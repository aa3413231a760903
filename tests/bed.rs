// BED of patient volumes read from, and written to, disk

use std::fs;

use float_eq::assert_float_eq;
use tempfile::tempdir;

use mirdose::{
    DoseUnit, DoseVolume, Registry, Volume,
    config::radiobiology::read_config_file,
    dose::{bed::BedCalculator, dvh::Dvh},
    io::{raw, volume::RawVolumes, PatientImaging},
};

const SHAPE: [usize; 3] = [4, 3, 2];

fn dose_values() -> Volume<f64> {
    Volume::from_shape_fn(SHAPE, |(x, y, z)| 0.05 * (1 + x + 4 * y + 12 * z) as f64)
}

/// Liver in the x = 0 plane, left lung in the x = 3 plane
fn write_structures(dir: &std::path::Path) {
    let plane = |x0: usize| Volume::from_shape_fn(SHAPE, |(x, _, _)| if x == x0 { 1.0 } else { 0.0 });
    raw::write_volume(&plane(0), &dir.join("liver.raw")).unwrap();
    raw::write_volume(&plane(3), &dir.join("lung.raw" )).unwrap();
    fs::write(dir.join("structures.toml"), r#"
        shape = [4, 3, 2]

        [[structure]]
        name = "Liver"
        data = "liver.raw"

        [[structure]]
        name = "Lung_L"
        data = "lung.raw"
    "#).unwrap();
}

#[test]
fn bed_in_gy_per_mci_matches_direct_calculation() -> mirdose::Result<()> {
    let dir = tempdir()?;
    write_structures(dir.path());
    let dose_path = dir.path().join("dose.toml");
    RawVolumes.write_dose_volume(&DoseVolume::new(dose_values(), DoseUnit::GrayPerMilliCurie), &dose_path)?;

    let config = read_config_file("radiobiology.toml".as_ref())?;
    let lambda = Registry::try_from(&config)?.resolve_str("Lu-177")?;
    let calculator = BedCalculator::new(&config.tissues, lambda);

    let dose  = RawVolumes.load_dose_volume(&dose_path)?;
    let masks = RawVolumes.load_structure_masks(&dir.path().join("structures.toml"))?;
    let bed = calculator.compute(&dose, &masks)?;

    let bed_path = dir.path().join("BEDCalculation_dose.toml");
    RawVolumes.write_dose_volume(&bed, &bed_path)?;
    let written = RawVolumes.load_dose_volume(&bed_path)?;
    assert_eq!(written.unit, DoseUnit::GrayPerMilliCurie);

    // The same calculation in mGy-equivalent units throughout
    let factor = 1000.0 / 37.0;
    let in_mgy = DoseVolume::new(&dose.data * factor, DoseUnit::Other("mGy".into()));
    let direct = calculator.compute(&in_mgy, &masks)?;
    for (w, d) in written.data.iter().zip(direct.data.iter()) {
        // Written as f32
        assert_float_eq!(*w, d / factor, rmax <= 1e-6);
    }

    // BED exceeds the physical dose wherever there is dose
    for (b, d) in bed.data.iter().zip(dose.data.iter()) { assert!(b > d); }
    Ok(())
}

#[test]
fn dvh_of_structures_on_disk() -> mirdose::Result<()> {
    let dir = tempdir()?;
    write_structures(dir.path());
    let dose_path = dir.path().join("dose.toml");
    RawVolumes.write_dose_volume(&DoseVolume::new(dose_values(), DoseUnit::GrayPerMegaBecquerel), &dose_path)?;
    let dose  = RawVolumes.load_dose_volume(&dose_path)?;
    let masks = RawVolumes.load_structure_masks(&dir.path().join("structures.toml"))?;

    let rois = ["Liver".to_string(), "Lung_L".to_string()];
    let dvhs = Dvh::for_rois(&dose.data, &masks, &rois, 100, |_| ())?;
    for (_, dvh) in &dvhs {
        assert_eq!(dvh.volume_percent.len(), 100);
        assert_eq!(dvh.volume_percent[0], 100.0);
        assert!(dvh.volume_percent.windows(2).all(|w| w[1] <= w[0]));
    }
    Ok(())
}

☆ ☆ ☆ ☆ ☆ ☆ ☆

» What you will do:
If a line comes after the one containing "let bed = calculator.compute(&dose, &masks)?;", leave it out; set down every line of the data before it, and that line itself, exactly.

» Response:
repository aa3413231a760903
filename tests/bed.rs
// BED of patient volumes read from, and written to, disk

use std::fs;

use float_eq::assert_float_eq;
use tempfile::tempdir;

use mirdose::{
    DoseUnit, DoseVolume, Registry, Volume,
    config::radiobiology::read_config_file,
    dose::{bed::BedCalculator, dvh::Dvh},
    io::{raw, volume::RawVolumes, PatientImaging},
};

const SHAPE: [usize; 3] = [4, 3, 2];

fn dose_values() -> Volume<f64> {
    Volume::from_shape_fn(SHAPE, |(x, y, z)| 0.05 * (1 + x + 4 * y + 12 * z) as f64)
}

/// Liver in the x = 0 plane, left lung in the x = 3 plane
fn write_structures(dir: &std::path::Path) {
    let plane = |x0: usize| Volume::from_shape_fn(SHAPE, |(x, _, _)| if x == x0 { 1.0 } else { 0.0 });
    raw::write_volume(&plane(0), &dir.join("liver.raw")).unwrap();
    raw::write_volume(&plane(3), &dir.join("lung.raw" )).unwrap();
    fs::write(dir.join("structures.toml"), r#"
        shape = [4, 3, 2]

        [[structure]]
        name = "Liver"
        data = "liver.raw"

        [[structure]]
        name = "Lung_L"
        data = "lung.raw"
    "#).unwrap();
}

#[test]
fn bed_in_gy_per_mci_matches_direct_calculation() -> mirdose::Result<()> {
    let dir = tempdir()?;
    write_structures(dir.path());
    let dose_path = dir.path().join("dose.toml");
    RawVolumes.write_dose_volume(&DoseVolume::new(dose_values(), DoseUnit::GrayPerMilliCurie), &dose_path)?;

    let config = read_config_file("radiobiology.toml".as_ref())?;
    let lambda = Registry::try_from(&config)?.resolve_str("Lu-177")?;
    let calculator = BedCalculator::new(&config.tissues, lambda);

    let dose  = RawVolumes.load_dose_volume(&dose_path)?;
    let masks = RawVolumes.load_structure_masks(&dir.path().join("structures.toml"))?;
    let bed = calculator.compute(&dose, &masks)?;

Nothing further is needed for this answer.